● Exercise:
Within the records below is a range that opens at the line with "if config.retry_after_seconds >" and closes at the line with "use super::*;". Return that range word for word, both ends included, and only that range.
START Extracted entries
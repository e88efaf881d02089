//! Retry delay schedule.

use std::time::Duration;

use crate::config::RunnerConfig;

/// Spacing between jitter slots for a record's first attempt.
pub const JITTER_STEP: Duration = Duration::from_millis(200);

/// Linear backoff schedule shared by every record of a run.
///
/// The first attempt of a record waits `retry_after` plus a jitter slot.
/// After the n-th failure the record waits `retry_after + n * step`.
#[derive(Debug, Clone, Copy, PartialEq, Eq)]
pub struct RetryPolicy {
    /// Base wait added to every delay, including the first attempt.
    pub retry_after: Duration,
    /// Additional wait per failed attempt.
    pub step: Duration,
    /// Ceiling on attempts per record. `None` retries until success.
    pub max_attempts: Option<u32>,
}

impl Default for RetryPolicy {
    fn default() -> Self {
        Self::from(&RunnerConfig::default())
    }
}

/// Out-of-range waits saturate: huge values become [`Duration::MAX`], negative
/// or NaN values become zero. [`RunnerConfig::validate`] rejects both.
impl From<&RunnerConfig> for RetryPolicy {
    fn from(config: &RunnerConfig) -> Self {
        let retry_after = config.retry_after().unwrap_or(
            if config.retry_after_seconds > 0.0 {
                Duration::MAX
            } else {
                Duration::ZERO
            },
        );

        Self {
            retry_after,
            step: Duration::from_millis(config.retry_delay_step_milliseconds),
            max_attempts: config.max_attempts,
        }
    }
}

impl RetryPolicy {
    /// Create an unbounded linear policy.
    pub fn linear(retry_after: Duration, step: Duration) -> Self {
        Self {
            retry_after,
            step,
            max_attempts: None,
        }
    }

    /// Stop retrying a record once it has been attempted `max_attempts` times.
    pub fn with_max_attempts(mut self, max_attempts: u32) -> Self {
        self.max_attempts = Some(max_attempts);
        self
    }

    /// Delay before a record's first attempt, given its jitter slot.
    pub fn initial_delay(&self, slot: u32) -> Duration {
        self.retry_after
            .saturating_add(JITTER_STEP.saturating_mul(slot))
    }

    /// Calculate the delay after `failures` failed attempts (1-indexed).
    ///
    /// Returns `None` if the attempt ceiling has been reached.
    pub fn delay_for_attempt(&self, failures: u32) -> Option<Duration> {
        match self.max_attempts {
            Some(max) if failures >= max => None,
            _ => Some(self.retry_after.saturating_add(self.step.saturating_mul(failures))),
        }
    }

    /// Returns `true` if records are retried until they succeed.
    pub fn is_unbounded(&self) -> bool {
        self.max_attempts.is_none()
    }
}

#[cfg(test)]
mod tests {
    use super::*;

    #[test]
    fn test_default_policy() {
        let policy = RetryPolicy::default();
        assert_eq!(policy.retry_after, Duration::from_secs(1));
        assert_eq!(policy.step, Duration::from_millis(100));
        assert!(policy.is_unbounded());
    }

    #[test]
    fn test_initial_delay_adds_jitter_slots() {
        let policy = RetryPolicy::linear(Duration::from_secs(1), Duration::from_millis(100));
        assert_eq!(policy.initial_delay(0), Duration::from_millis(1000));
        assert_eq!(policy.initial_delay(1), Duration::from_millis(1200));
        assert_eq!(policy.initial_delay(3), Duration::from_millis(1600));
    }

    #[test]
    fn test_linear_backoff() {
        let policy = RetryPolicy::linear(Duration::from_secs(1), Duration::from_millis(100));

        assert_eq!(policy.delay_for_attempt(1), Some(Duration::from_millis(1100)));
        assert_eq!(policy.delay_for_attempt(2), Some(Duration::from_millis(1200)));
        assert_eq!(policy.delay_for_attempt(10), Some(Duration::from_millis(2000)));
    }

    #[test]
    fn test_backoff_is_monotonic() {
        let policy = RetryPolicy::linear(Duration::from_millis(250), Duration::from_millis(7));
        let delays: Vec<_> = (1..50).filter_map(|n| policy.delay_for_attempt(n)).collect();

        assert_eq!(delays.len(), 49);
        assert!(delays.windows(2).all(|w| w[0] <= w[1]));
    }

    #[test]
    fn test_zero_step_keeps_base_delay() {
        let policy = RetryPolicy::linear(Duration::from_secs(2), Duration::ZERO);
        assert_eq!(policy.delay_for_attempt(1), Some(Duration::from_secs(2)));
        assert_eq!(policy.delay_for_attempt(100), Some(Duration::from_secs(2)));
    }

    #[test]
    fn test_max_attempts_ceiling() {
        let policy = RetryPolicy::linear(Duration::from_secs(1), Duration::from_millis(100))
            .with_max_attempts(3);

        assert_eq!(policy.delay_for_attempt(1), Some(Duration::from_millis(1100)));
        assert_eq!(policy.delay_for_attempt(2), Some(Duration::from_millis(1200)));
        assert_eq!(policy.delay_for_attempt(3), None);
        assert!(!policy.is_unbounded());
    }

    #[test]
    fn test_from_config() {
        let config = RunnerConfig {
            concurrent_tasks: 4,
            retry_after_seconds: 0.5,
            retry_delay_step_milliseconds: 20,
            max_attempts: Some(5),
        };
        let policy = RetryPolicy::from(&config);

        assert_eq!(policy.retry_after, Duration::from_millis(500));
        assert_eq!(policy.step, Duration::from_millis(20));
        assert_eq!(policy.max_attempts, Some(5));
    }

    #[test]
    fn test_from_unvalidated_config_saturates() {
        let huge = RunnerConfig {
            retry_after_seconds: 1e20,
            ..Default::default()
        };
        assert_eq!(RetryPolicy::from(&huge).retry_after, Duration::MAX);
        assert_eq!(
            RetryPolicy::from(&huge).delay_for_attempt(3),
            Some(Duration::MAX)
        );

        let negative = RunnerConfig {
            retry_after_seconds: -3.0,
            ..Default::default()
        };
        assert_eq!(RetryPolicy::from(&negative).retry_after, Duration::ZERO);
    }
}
END Extracted entries
● Written response:
            if config.retry_after_seconds > 0.0 {
                Duration::MAX
            } else {
                Duration::ZERO
            },
        );

        Self {
            retry_after,
            step: Duration::from_millis(config.retry_delay_step_milliseconds),
            max_attempts: config.max_attempts,
        }
    }
}

impl RetryPolicy {
    /// Create an unbounded linear policy.
    pub fn linear(retry_after: Duration, step: Duration) -> Self {
        Self {
            retry_after,
            step,
            max_attempts: None,
        }
    }

    /// Stop retrying a record once it has been attempted `max_attempts` times.
    pub fn with_max_attempts(mut self, max_attempts: u32) -> Self {
        self.max_attempts = Some(max_attempts);
        self
    }

    /// Delay before a record's first attempt, given its jitter slot.
    pub fn initial_delay(&self, slot: u32) -> Duration {
        self.retry_after
            .saturating_add(JITTER_STEP.saturating_mul(slot))
    }

    /// Calculate the delay after `failures` failed attempts (1-indexed).
    ///
    /// Returns `None` if the attempt ceiling has been reached.
    pub fn delay_for_attempt(&self, failures: u32) -> Option<Duration> {
        match self.max_attempts {
            Some(max) if failures >= max => None,
            _ => Some(self.retry_after.saturating_add(self.step.saturating_mul(failures))),
        }
    }

    /// Returns `true` if records are retried until they succeed.
    pub fn is_unbounded(&self) -> bool {
        self.max_attempts.is_none()
    }
}

#[cfg(test)]
mod tests {
    use super::*;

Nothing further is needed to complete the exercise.